>>>>

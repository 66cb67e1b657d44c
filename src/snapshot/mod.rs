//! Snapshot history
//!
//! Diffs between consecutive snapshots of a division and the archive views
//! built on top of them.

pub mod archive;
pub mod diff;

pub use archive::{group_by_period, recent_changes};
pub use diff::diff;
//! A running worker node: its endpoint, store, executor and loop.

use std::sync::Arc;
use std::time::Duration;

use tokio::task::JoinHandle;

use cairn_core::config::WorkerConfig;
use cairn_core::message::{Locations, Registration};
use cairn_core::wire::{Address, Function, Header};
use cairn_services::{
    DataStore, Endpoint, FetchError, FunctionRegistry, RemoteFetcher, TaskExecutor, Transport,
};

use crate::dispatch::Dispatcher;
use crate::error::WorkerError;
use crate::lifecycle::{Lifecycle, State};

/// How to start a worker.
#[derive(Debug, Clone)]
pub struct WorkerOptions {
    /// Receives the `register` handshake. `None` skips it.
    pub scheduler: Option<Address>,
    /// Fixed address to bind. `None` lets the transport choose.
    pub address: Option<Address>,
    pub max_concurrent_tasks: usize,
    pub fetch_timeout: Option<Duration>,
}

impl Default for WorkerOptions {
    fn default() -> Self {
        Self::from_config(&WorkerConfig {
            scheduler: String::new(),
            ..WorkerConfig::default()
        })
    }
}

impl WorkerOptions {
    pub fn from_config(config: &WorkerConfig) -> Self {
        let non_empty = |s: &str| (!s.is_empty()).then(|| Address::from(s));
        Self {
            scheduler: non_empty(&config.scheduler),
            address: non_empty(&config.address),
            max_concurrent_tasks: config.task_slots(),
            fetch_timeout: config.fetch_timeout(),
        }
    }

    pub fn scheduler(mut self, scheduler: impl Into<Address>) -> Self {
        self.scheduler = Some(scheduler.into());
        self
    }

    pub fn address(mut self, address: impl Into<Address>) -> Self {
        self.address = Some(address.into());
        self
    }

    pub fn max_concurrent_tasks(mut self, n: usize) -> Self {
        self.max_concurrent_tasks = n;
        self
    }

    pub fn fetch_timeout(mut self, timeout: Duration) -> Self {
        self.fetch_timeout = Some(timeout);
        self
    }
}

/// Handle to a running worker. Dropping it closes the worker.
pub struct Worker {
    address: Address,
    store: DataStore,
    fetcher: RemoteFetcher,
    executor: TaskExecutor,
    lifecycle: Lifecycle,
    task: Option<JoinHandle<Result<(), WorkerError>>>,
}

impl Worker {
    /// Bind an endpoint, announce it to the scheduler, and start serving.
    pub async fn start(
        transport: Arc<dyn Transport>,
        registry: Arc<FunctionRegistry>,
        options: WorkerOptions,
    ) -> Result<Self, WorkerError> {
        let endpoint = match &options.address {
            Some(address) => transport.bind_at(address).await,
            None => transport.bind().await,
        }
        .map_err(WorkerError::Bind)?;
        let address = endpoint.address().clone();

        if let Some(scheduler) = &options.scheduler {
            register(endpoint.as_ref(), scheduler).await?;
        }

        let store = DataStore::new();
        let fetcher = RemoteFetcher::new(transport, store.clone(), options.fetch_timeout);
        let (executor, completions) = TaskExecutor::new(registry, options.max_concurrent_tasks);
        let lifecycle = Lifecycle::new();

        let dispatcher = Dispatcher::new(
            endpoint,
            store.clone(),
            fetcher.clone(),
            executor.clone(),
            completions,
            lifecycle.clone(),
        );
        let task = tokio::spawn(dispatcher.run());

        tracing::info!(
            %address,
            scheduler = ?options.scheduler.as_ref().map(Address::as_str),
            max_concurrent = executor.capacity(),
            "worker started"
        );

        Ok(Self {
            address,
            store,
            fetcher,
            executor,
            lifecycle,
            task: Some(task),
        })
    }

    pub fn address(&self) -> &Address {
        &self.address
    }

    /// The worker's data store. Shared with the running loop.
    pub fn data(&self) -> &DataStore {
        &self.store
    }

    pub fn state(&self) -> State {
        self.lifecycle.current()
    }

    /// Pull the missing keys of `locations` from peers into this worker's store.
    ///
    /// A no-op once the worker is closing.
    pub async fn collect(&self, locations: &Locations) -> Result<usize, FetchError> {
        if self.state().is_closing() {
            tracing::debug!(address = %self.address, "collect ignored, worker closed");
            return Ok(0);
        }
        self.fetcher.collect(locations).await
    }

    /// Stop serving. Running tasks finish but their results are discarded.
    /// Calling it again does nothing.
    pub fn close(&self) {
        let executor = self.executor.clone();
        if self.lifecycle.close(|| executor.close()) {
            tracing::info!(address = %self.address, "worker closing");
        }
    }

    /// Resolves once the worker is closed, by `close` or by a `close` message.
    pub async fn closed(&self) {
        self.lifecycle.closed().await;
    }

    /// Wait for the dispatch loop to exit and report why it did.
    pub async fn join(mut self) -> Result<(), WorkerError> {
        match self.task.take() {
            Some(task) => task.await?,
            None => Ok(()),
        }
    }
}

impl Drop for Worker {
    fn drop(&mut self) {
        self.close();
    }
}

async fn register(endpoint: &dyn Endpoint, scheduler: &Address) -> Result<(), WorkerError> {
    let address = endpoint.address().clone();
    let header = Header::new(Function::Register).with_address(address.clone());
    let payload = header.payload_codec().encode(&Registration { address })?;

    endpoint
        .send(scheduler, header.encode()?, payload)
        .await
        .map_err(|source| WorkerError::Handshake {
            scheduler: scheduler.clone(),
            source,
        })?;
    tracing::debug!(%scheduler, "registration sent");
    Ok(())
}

<<<<

## Required work
Return all lines in the data that include the word "impl".

## Solution to this problem
impl Default for WorkerOptions {
impl WorkerOptions {
    pub fn scheduler(mut self, scheduler: impl Into<Address>) -> Self {
    pub fn address(mut self, address: impl Into<Address>) -> Self {
impl Worker {
impl Drop for Worker {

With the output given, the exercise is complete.